Quando se olha para a sua vida de clérigo, o que Ele prega, exige e anuncia, reconhece-se nele um Jesuíta clássico da velha escola inaciana, e isso no melhor sentido das palavras. Se este homem provocou uma mudança foi em fazer afirmações claras sem consideração pelo politicamente correcto. Isso é libertador, é bom e necessário. Esta postura corajosa é bem recebida; as pessoas recompensam-no com simpatia e até entusiasmo. Talvez por causa disso se possa falar factualmente de uma partida, de uma viragem no tempo. Um bispo falava do “Efeito-Francisco” poucos meses depois da sua eleição e ainda acrescentava de peito cheio que ainda era belo ser católico. O público percebe que há uma rajada de vento nas crenças e na Igreja. Será verdade? Não deveria a vivência católica ser viva, assistir-se a uma melhor participação na Missa, a um aumento das vocações sacerdotais e à vida religiosa, e ao regresso das pessoas que abandonaram a Igreja? O que significa em concreto o “Efeito-Francisco” para a vida da fé da nossa pátria [NT: Alemanha]? De fora não reconheço qualquer mudança.

A minha opinião é a de que o Papa Francisco, enquanto pessoa, goza de grande simpatia, mais do que qualquer outro líder mundial. Quanto à vida da fé, e à própria identidade religiosa, não tem quase nenhuma influência. Os dados estatísticos não mentem e mostram que a minha opinião é certa.

(...) [salto discussão sobre o imposto pago à Igreja na Alemanha]

Temos a frase do Papa Bento, de que a Igreja deve abdicar dos seus bens, para prosseguir o bem.

Quando os bens se opõem ao bem, que é a fé, então só há uma possibilidade: devemos livrar-nos deles. Com os cofres cheios e as igrejas vazias, as coisas não podem correr bem. Com os cofres a encher e as igrejas a esvaziar cada vez mais, chegará o dia em que tudo implodirá. Uma igreja vazia não pode ser completa. Quem beneficia quando uma diocese é muito rica mas a fé se abunda cada vez mais? Estamos assim tão secularizados que a fé quase não tenha nenhum papel a não ser o de se tornar um peso morto? Os pesos mortos deitam-se fora quando não se precisa mais deles. Não estamos mais numa posição de anunciar a fé de forma a que as pessoas a encarem como algo magnífico, belo, que enriquece e aprofunda a nossa vida?

(...)

[NT: a respeito de uma possível escolha como bispo para uma diocese alemã] O senhor tem uma imagem muito positiva entre os leigos alemães. É popular. Livrou-se da etiqueta de “George Clooney do Vaticano” nos media.
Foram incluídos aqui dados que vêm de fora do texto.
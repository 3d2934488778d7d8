//! Cache backend trait and statistics.

use super::entry::CacheEntry;
use super::key::CacheKey;

/// Cache backend trait for pluggable storage of entries.
///
/// Backends store and return whole entries; freshness is judged by
/// [`super::ResponseCache`], not by the backend. Implementations must be
/// thread-safe and must never expose a partially written entry.
///
/// Methods are synchronous: a backend must not block on I/O or hold a lock
/// long enough to stall the async runtime.
pub trait CacheBackend: Send + Sync {
    /// A name for logs and metrics.
    fn name(&self) -> &'static str;

    /// Get the stored entry for `key`, fresh or not.
    fn get(&self, key: &CacheKey) -> Option<CacheEntry>;

    /// Insert or replace the entry for `key`.
    fn put(&self, key: CacheKey, entry: CacheEntry);

    /// Remove every entry matching `predicate`. Returns how many were removed.
    fn remove_where(&self, predicate: &dyn Fn(&CacheKey, &CacheEntry) -> bool) -> usize;

    /// Remove everything. Returns how many entries were removed.
    fn clear(&self) -> usize;

    /// Number of stored entries, expired ones included.
    fn len(&self) -> usize;

    fn is_empty(&self) -> bool {
        self.len() == 0
    }
}

/// Statistics about cache usage.
#[derive(Debug, Clone, Default, PartialEq, Eq)]
pub struct CacheStats {
    /// Number of cache hits.
    pub hits: u64,
    /// Number of cache misses (absent or expired).
    pub misses: u64,
    /// Number of entries currently stored.
    pub entry_count: u64,
    /// Number of entries removed by flushes or expiry sweeps.
    pub evictions: u64,
}

impl CacheStats {
    /// Calculate the hit rate (0.0 to 1.0).
    pub fn hit_rate(&self) -> f64 {
        let total = self.hits + self.misses;
        if total == 0 {
            0.0
        } else {
            self.hits as f64 / total as f64
        }
    }
}

#[cfg(test)]
mod tests {
    use super::*;

    #[test]
    fn test_cache_stats_hit_rate() {
        let stats = CacheStats {
            hits: 80,
            misses: 20,
            ..Default::default()
        };
        assert!((stats.hit_rate() - 0.8).abs() < 0.001);

        let empty_stats = CacheStats::default();
        assert!((empty_stats.hit_rate() - 0.0).abs() < 0.001);
    }
}
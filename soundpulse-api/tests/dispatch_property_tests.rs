//! Property tests for cache keying and artist resolution.

use std::sync::Arc;

use proptest::prelude::*;
use proptest::test_runner::TestCaseError;
use serde_json::Value;
use soundpulse_api::{ApiCache, ArtistIdentityResolver, CatalogQuery, Dispatcher, PayloadSource};
use soundpulse_core::{CacheTtlConfig, CatalogProvider, ProviderOperation};
use soundpulse_test_utils::fixtures;
use soundpulse_test_utils::generators::{
    arb_browse_id, arb_channel_id, arb_limit, arb_query, arb_unrecognized_id,
};
use soundpulse_test_utils::MockCatalogProvider;
use tokio::runtime::Runtime;

// ============================================================================
// TEST CONFIGURATION
// ============================================================================

fn test_runtime() -> Result<Runtime, TestCaseError> {
    Runtime::new().map_err(|e| TestCaseError::fail(format!("Failed to create runtime: {}", e)))
}

fn search(query: &str, limit: u32) -> CatalogQuery {
    CatalogQuery::Search {
        q: Some(query.to_string()),
        filter: None,
        limit: Some(limit.to_string()),
    }
}

fn fail(e: impl std::fmt::Display) -> TestCaseError {
    TestCaseError::fail(e.to_string())
}

proptest! {
    #![proptest_config(ProptestConfig::with_cases(64))]

    /// Identical parameters share one entry; any differing limit gets its own.
    #[test]
    fn prop_search_key_tracks_every_parameter(
        query in arb_query(),
        limit in arb_limit(),
        other_limit in arb_limit(),
    ) {
        let key = search(&query, limit).validate().map_err(fail)?.cache_key();
        let same = search(&query, limit).validate().map_err(fail)?.cache_key();
        let other = search(&query, other_limit).validate().map_err(fail)?.cache_key();

        prop_assert_eq!(&key, &same);
        prop_assert_eq!(key == other, limit == other_limit);
    }

    /// A repeated search is served from the cache with the same payload.
    #[test]
    fn prop_repeated_search_hits_cache(query in arb_query(), limit in arb_limit()) {
        let rt = test_runtime()?;
        rt.block_on(async {
            let provider = Arc::new(
                MockCatalogProvider::new()
                    .with_default(ProviderOperation::Search, Ok(fixtures::search_results(2))),
            );
            let dispatcher = Dispatcher::new(
                Some(provider.clone() as Arc<dyn CatalogProvider>),
                ApiCache::in_memory(),
                CacheTtlConfig::default(),
            );

            let first = dispatcher.dispatch(search(&query, limit)).await.map_err(fail)?;
            let second = dispatcher.dispatch(search(&query, limit)).await.map_err(fail)?;

            prop_assert_eq!(first.source, PayloadSource::Provider);
            prop_assert_eq!(second.source, PayloadSource::Cache);
            prop_assert!(Arc::ptr_eq(&first.payload, &second.payload));
            prop_assert_eq!(provider.call_count(ProviderOperation::Search), 1);
            Ok(())
        })?;
    }

    /// A record echoing the requested id is always consistent, whatever its shape.
    #[test]
    fn prop_echoed_id_is_consistent(
        id in prop_oneof![arb_channel_id(), arb_browse_id(), arb_unrecognized_id()],
    ) {
        let rt = test_runtime()?;
        rt.block_on(async {
            let provider = MockCatalogProvider::new().with_response(
                ProviderOperation::Artist,
                id.clone(),
                fixtures::artist("Artist", Some(id.as_str()), Some(id.as_str()), None),
            );

            let resolved = ArtistIdentityResolver::new(&provider)
                .resolve(&id)
                .await
                .map_err(fail)?;
            prop_assert!(resolved.identity.consistent);
            prop_assert_eq!(&resolved.identity.primary_id, &id);
            prop_assert_eq!(provider.total_calls(), 1);

            let payload: Value = resolved.into_payload().map_err(fail)?;
            prop_assert!(payload.get("_inconsistentId").is_none());
            prop_assert_eq!(payload["id"].as_str(), Some(id.as_str()));
            Ok(())
        })?;
    }
}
Isso não me beneficiou, acima de tudo; pelo contrário, o “establishment” eclesiástico tem uma imagem negativa de mim. Não pertenço aos preferidos.
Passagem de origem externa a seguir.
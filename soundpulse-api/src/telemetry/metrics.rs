//! Prometheus metrics
//!
//! HTTP traffic, cache lookups and provider calls, registered once in the
//! default registry and exposed at `/metrics`.

use axum::{http::StatusCode, response::IntoResponse};
use once_cell::sync::Lazy;
use prometheus::{
    register_counter_vec, register_gauge, register_histogram_vec, CounterVec, Encoder, Gauge,
    HistogramVec, TextEncoder,
};

use crate::error::{ApiError, ApiResult};

/// HTTP request latency buckets (seconds)
/// Covers: 1ms, 5ms, 10ms, 25ms, 50ms, 100ms, 250ms, 500ms, 1s, 2.5s, 5s, 10s
const HTTP_LATENCY_BUCKETS: &[f64] = &[
    0.001, 0.005, 0.010, 0.025, 0.050, 0.100, 0.250, 0.500, 1.0, 2.5, 5.0, 10.0,
];

/// Provider call latency buckets (seconds), up to the default client timeout
const PROVIDER_LATENCY_BUCKETS: &[f64] =
    &[0.010, 0.050, 0.100, 0.250, 0.500, 1.0, 2.5, 5.0, 10.0, 15.0];

/// Global metrics instance - initialized once at startup
pub static METRICS: Lazy<ApiResult<SoundPulseMetrics>> = Lazy::new(SoundPulseMetrics::new);

/// Registered metrics, or `None` if registration failed (already logged).
pub fn metrics() -> Option<&'static SoundPulseMetrics> {
    METRICS.as_ref().ok()
}

/// Container for all SoundPulse metrics.
#[derive(Clone)]
pub struct SoundPulseMetrics {
    /// HTTP request counter - labels: method, path, status
    pub http_requests_total: CounterVec,

    /// HTTP request duration histogram - labels: method, path
    pub http_request_duration_seconds: HistogramVec,

    /// Cache lookup counter - labels: route, outcome (hit/miss)
    pub cache_lookups_total: CounterVec,

    /// Provider call counter - labels: operation, outcome
    pub provider_calls_total: CounterVec,

    /// Provider call duration histogram - labels: operation
    pub provider_call_duration_seconds: HistogramVec,

    /// Entries currently held by the response cache (expired ones included)
    pub cache_entries: Gauge,
}

fn registration_failed(name: &'static str) -> impl Fn(prometheus::Error) -> ApiError {
    move |e| ApiError::internal_error(format!("failed to register {}: {}", name, e))
}

impl SoundPulseMetrics {
    /// Register every metric in the default registry.
    pub fn new() -> ApiResult<Self> {
        let metrics = Self {
            http_requests_total: register_counter_vec!(
                "soundpulse_http_requests_total",
                "Total number of HTTP requests",
                &["method", "path", "status"]
            )
            .map_err(registration_failed("http_requests_total"))?,

            http_request_duration_seconds: register_histogram_vec!(
                "soundpulse_http_request_duration_seconds",
                "HTTP request duration in seconds",
                &["method", "path"],
                HTTP_LATENCY_BUCKETS.to_vec()
            )
            .map_err(registration_failed("http_request_duration_seconds"))?,

            cache_lookups_total: register_counter_vec!(
                "soundpulse_cache_lookups_total",
                "Total number of response cache lookups",
                &["route", "outcome"]
            )
            .map_err(registration_failed("cache_lookups_total"))?,

            provider_calls_total: register_counter_vec!(
                "soundpulse_provider_calls_total",
                "Total number of catalog provider calls",
                &["operation", "outcome"]
            )
            .map_err(registration_failed("provider_calls_total"))?,

            provider_call_duration_seconds: register_histogram_vec!(
                "soundpulse_provider_call_duration_seconds",
                "Catalog provider call duration in seconds",
                &["operation"],
                PROVIDER_LATENCY_BUCKETS.to_vec()
            )
            .map_err(registration_failed("provider_call_duration_seconds"))?,

            cache_entries: register_gauge!(
                "soundpulse_cache_entries",
                "Current number of entries in the response cache"
            )
            .map_err(registration_failed("cache_entries"))?,
        };
        Ok(metrics)
    }

    /// Record an HTTP request.
    pub fn record_http_request(&self, method: &str, path: &str, status: u16, duration_secs: f64) {
        let status_str = status.to_string();
        self.http_requests_total
            .with_label_values(&[method, path, &status_str])
            .inc();
        self.http_request_duration_seconds
            .with_label_values(&[method, path])
            .observe(duration_secs);
    }

    /// Record a cache lookup for a route.
    pub fn record_cache_lookup(&self, route: &str, hit: bool) {
        let outcome = if hit { "hit" } else { "miss" };
        self.cache_lookups_total
            .with_label_values(&[route, outcome])
            .inc();
    }

    /// Record a provider call. `outcome` is `ok` or the failure kind.
    pub fn record_provider_call(&self, operation: &str, outcome: &str, duration_secs: f64) {
        self.provider_calls_total
            .with_label_values(&[operation, outcome])
            .inc();
        self.provider_call_duration_seconds
            .with_label_values(&[operation])
            .observe(duration_secs);
    }

    /// Set the cache entry gauge.
    pub fn set_cache_entries(&self, count: usize) {
        self.cache_entries.set(count as f64);
    }
}

/// GET /metrics - Prometheus text exposition
#[utoipa::path(
    get,
    path = "/metrics",
    tag = "Observability",
    responses(
        (status = 200, description = "Prometheus metrics in text format", content_type = "text/plain"),
        (status = 500, description = "Failed to encode metrics"),
    ),
)]
pub async fn metrics_handler() -> impl IntoResponse {
    // Touch the registry so the families exist even before the first request.
    let _ = metrics();

    let encoder = TextEncoder::new();
    let metric_families = prometheus::gather();
    let mut buffer = Vec::new();

    match encoder.encode(&metric_families, &mut buffer) {
        Ok(_) => (
            StatusCode::OK,
            [("content-type", "text/plain; version=0.0.4; charset=utf-8")],
            buffer,
        ),
        Err(e) => {
            tracing::error!(error = %e, "Failed to encode metrics");
            (
                StatusCode::INTERNAL_SERVER_ERROR,
                [("content-type", "text/plain")],
                format!("Failed to encode metrics: {}", e).into_bytes(),
            )
        }
    }
}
Ainda tem tempo para hobbies?

Reservo sempre algum tempo para as montanhas. Tenho de sair uma vez por mês. Vou com alguns colegas para os Abruzos. Há três anos que me obrigo a pegar na raquete de ténis. Até agora sem sucesso. Leio demasiado pouco, ouço muito pouca música. Quando é possível vou a pé para o trabalho. As montanhas são uma purificação externa e interna.


(Tradução: Senza Pagare)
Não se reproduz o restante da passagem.